Planner or Pantser? That is the Question

            So you have an idea for a novel, but you’re just not sure how to proceed.  Should you start with an outline plotting out the entire book or just start writing, making it up as you go along?  If you take a survey of writers, novice and expert alike, you will get a plethora of answers on how to successfully start and finish a book.  The correct way, however, will depend upon the type of writer you are and your personal preferences.

            If your personality dictates that you must know precisely where you are going and how you will get there, you are a planner by nature and will tend to lean toward outlining your book before you attempt your first paragraph.  Outlines are like roadmaps.  They can be as detailed or as sketchy as needed.  If you are a AAA trip-tick or Mapquest enthusiast, this is probably your preferred method of writing madness and you are most likely a planner.

            Some planners like to write chapter outlines where they list the main events of each chapter under the chapter title.  This gives them a good overview of their story’s sequence and allows them to get from point A to point B in a nice orderly succession.  Other planners like to put down the “skeleton” of their story first and then fill it in with the “meat” or details, taking a general to specific approach.  Still others work backward, knowing the ending before they begin.  They start at the conclusion and backtrack, detailing the events that lead up to the grand finale.

            Many agents and publishers require an outline of a novel before they will look at anything else.  And though the outline might be an excruciating chore, it does make writing the novel much easier.  Some writers, however, feel that once the outline is written, they are married to it.  Unless the outline is chiseled in stone, you can change it and your story however you see fit.  There is no outline commandment that says, “Thou shall not change your mind once thou typest The End.”

            But there is something to be said for those writers who fly by the seats of their pants and do it with finesse.  These are known as pantsers.  These masters of the imagination can spin a yarn as easily as your grandmother crochets an afghan–intricate, flawless, and off the cuff.  Even when they write themselves into a corner, they find a trapdoor and escape.  These writers enjoy the freedom and excitement of the unknown.  And though they may not know where they are going or how they are going to get there, they enjoy the ride.

            But do not fear if neither approach appeals to you, for there is any number of degrees between the two extremes that are productive.  Scores of writers practice varying combinations of the two methods with great success.  My personal preference is to have a basic beginning, middle, and end in mind, while letting my writing take me where it will.

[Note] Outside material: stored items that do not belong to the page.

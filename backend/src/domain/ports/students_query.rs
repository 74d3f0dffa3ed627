//! Driving port for student lookups.

use async_trait::async_trait;

use crate::domain::{Error, StudentId, StudentSnapshot};

/// Domain use-case port for reading student snapshots.
#[async_trait]
pub trait StudentsQuery: Send + Sync {
    /// Fetch one student with its reviews embedded in insertion order.
    async fn get(&self, student_id: StudentId) -> Result<StudentSnapshot, Error>;

    /// All student snapshots in insertion order.
    async fn list(&self) -> Result<Vec<StudentSnapshot>, Error>;
}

            When planning out a novel, I am not one to take the time to fill-in a sheet full of Roman numerals and letters, but I do have a vague mental roadmap in mind before I begin to type.  I like to start with my protagonist, making him or her a reluctant hero with genuine flaws.  The plot of my story revolves around this character’s problem and how it is resolved. 

            Second, I add conflict.  Someone or something has to stand between the protagonist and his or her goal.  Without a villain or obstacle, there is no story.  The conflict can be man verses man, man verses nature, or man verses self.  Regardless of the type of conflict, there needs to be drama.  Without drama, a plot dies.  No one likes a story where everyone is content and happy from beginning to end.  But tell a story about someone facing a crisis, and you’ve got an audience.

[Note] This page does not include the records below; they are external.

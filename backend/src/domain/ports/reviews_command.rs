//! Driving port for review mutations and karma recomputation.

use async_trait::async_trait;

use crate::domain::{
    Error, ReviewId, ReviewMessage, ReviewSnapshot, StudentId, VoteAdjustment, VoteTally,
};

/// Validated inputs for creating a review.
///
/// The vote payload and message are parsed at the HTTP boundary; by the
/// time a request reaches the service every field is well-formed.
#[derive(Debug, Clone)]
pub struct CreateReviewRequest {
    /// Owning student's external identifier.
    pub student_id: StudentId,
    /// Free-text body.
    pub message: ReviewMessage,
    /// Initial vote tally.
    pub votes: VoteTally,
}

/// Domain use-case port for review mutations.
///
/// Every mutation recomputes the owning student's karma before returning,
/// so no caller ever observes a student whose stored karma disagrees with
/// its reviews.
#[async_trait]
pub trait ReviewsCommand: Send + Sync {
    /// Create a review for an existing student. Fails with `NotFound` when
    /// the student is absent.
    async fn create(&self, request: CreateReviewRequest) -> Result<ReviewSnapshot, Error>;

    /// Apply vote deltas to an existing review. Fails with `NotFound` when
    /// the review is absent and `InvalidRequest` when a delta would drive a
    /// tally out of range, leaving the stored tallies untouched.
    async fn adjust_votes(
        &self,
        id: &ReviewId,
        adjustment: VoteAdjustment,
    ) -> Result<ReviewSnapshot, Error>;

    /// Recompute and persist a student's karma from its current reviews,
    /// returning the stored value. Idempotent.
    async fn recompute_karma(&self, student_id: StudentId) -> Result<f64, Error>;
}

            Third, I create my setting.  Though I am a fantasy writer, I do not design my story locations from scratch.  I like to research real places and time periods that fit my needs, and tweak them to fit my stories’ purposes.  For example, in my young adult fantasy novel, Island of Tory, I needed to set my story in a remote and mysterious place to suit the requirements of my plot.  I researched various Irish islands to find a real location that would lend itself to my story’s purpose and mood.  When I read about Tory’s history and legends, I knew I had the makings of the perfect setting for my book.

            Once I have the protagonist, conflict, and setting of my novel nailed down, I improvise and adlib the rest, adding characters and events like pavers in a road to the finish.  So if I had to define myself as one or the other, planner or pantser, I guess I’m a Mudblood.  My flavor of writing is a fusion of the two in varying degrees, depending on the story at hand.  And if a random survey of writers was taken, I doubt that most would fit neatly into one of the two categories. 

            So, planner or pantser?  That is the question.  I say…yes.

The Voices in Your Head

            Ghosts, spirit guides, mental illness?  There is any number of explanations for hearing voices.  Gift or curse, the phenomenon is very real for some, and most cultures do not consider it normal.  In his song Voices in My Head, Bruno Mars expresses the question “Is it strange I believe them again?  Voices in my head.”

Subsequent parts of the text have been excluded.